Effect of spring soil moisture over the Indo-China Peninsula on the following summer extreme precipitation events over the Yangtze River basin
2020
Gao, Chujie | Xiao, Gen | Xu, Bei | Li, Xinyu
Extreme precipitation events (EPEs) over the Yangtze River basin (YRB) exert widespread impacts on regional ecological environment and people’s life. Using observed precipitation, atmospheric reanalysis, and land assimilation datasets, the present study explores the relationship between the summer EPEs over the YRB and the Meiyu front and their possible linkages with the preceding spring soil moisture anomalies over the Indo-China Peninsula (ICP).

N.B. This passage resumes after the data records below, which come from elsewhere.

//! Client for the hosted account service that backs authentication.
//!
//! Covers the four calls the app makes: create an account, open an
//! email/password session, fetch the account behind a session, and delete
//! the session. Everything else about the service is out of scope.

use serde::de::DeserializeOwned;
use serde::Deserialize;
use uuid::Uuid;

/// Header naming the project on the account service.
const PROJECT_HEADER: &str = "X-Account-Project";
/// Header carrying the session secret on session-scoped calls.
const SESSION_HEADER: &str = "X-Account-Session";

/// A user account on the account service.
#[derive(Debug, Clone, Deserialize)]
#[serde(rename_all = "camelCase")]
pub struct Account {
    pub id: String,
    pub email: String,
    #[serde(default)]
    pub name: String,
}

/// An open email/password session.
#[derive(Debug, Clone, Deserialize)]
#[serde(rename_all = "camelCase")]
pub struct Session {
    pub id: String,
    pub user_id: String,
    pub secret: String,
}

/// Client for the account service.
#[derive(Debug, Clone)]
pub struct AccountClient {
    endpoint: String,
    project: String,
    http: reqwest::Client,
}

impl AccountClient {
    /// Creates a client for the given service endpoint and project.
    pub fn new(endpoint: impl Into<String>, project: impl Into<String>) -> Self {
        Self {
            endpoint: endpoint.into().trim_end_matches('/').to_string(),
            project: project.into(),
            http: reqwest::Client::new(),
        }
    }

    fn url(&self, path: &str) -> String {
        format!("{}{}", self.endpoint, path)
    }

    /// Creates a new account.
    pub async fn register(
        &self,
        email: &str,
        password: &str,
        name: Option<&str>,
    ) -> Result<Account, AccountError> {
        let response = self
            .http
            .post(self.url("/account"))
            .header(PROJECT_HEADER, &self.project)
            .json(&serde_json::json!({
                "userId": Uuid::new_v4().to_string(),
                "email": email,
                "password": password,
                "name": name,
            }))
            .send()
            .await
            .map_err(|e| AccountError::Http(e.to_string()))?;

        Self::decode(response).await
    }

    /// Opens an email/password session.
    pub async fn login(&self, email: &str, password: &str) -> Result<Session, AccountError> {
        let response = self
            .http
            .post(self.url("/account/sessions/email"))
            .header(PROJECT_HEADER, &self.project)
            .json(&serde_json::json!({
                "email": email,
                "password": password,
            }))
            .send()
            .await
            .map_err(|e| AccountError::Http(e.to_string()))?;

        Self::decode(response).await
    }

    /// Fetches the account behind a session secret.
    pub async fn current(&self, secret: &str) -> Result<Account, AccountError> {
        let response = self
            .http
            .get(self.url("/account"))
            .header(PROJECT_HEADER, &self.project)
            .header(SESSION_HEADER, secret)
            .send()
            .await
            .map_err(|e| AccountError::Http(e.to_string()))?;

        Self::decode(response).await
    }

    /// Deletes the current session.
    pub async fn logout(&self, secret: &str) -> Result<(), AccountError> {
        let response = self
            .http
            .delete(self.url("/account/sessions/current"))
            .header(PROJECT_HEADER, &self.project)
            .header(SESSION_HEADER, secret)
            .send()
            .await
            .map_err(|e| AccountError::Http(e.to_string()))?;

        if response.status().is_success() {
            Ok(())
        } else {
            Err(Self::server_error(response).await)
        }
    }

    async fn decode<T: DeserializeOwned>(response: reqwest::Response) -> Result<T, AccountError> {
        if !response.status().is_success() {
            return Err(Self::server_error(response).await);
        }
        response
            .json()
            .await
            .map_err(|e| AccountError::Http(e.to_string()))
    }

    async fn server_error(response: reqwest::Response) -> AccountError {
        let status = response.status().as_u16();
        let message = match response.json::<serde_json::Value>().await {
            Ok(body) => body["message"]
                .as_str()
                .unwrap_or("Unknown error")
                .to_string(),
            Err(_) => "Unknown error".to_string(),
        };
        AccountError::Server { status, message }
    }
}

/// Errors that can occur talking to the account service.
#[derive(Debug)]
pub enum AccountError {
    /// HTTP request error
    Http(String),
    /// Server returned an error response
    Server { status: u16, message: String },
    /// Account service not configured
    NotConfigured,
}

impl std::fmt::Display for AccountError {
    fn fmt(&self, f: &mut std::fmt::Formatter<'_>) -> std::fmt::Result {
        match self {
            AccountError::Http(e) => write!(f, "HTTP error: {}", e),
            AccountError::Server { status, message } => {
                write!(f, "Server returned {}: {}", status, message)
            }
            AccountError::NotConfigured => {
                write!(
                    f,
                    "Account service not configured. Set auth.endpoint and auth.project in config."
                )
            }
        }
    }
}

impl std::error::Error for AccountError {}

#[cfg(test)]
mod tests {
    use super::*;

    #[test]
    fn test_endpoint_trailing_slash_is_trimmed() {
        let client = AccountClient::new("https://account.example.com/v1/", "proj");
        assert_eq!(
            client.url("/account"),
            "https://account.example.com/v1/account"
        );
    }

    #[test]
    fn test_session_deserializes_from_service_payload() {
        let json = r#"{"id":"s1","userId":"u1","secret":"tok","expires":"2026-09-01"}"#;
        let session: Session = serde_json::from_str(json).unwrap();

        assert_eq!(session.id, "s1");
        assert_eq!(session.user_id, "u1");
        assert_eq!(session.secret, "tok");
    }

    #[test]
    fn test_account_name_defaults_to_empty() {
        let json = r#"{"id":"u1","email":"a@b.c"}"#;
        let account: Account = serde_json::from_str(json).unwrap();

        assert_eq!(account.name, "");
    }

    #[test]
    fn test_not_configured_message() {
        let err = AccountError::NotConfigured;
        assert!(err.to_string().contains("auth.endpoint"));
    }
}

The analyses show that both the frequency and intensity of summer EPEs over the YRB are closely associated with the mean intensity of the Meiyu front, which exhibits a significant negative correlation with the soil moisture anomalies in the preceding spring over the ICP. An abnormally drier soil over the ICP in spring would evidently raise air temperature by suppressing local evapotranspiration, and vice versa. Owing to a strong memory of the ICP soil moisture, the persistent anomalous heating would elevate local geopotential height in summer, inducing an excessive westward extension of the Western Pacific subtropical high. Accordingly, a strengthened southwesterly wind at the lower troposphere brings abundant warm–wet air to the YRB, intensifying the mean Meiyu front. This is also verified by the diagnosis of vertical motion (omega) equation. As a result, the risk of summer EPEs (both the frequency and intensity) over the YRB would increase (decrease) with an abnormally drier (wetter) ICP soil during the preceding spring. For the summer EPEs over the YRB, our results suggest that the spring ICP soil moisture can be used as an important seasonal predictor.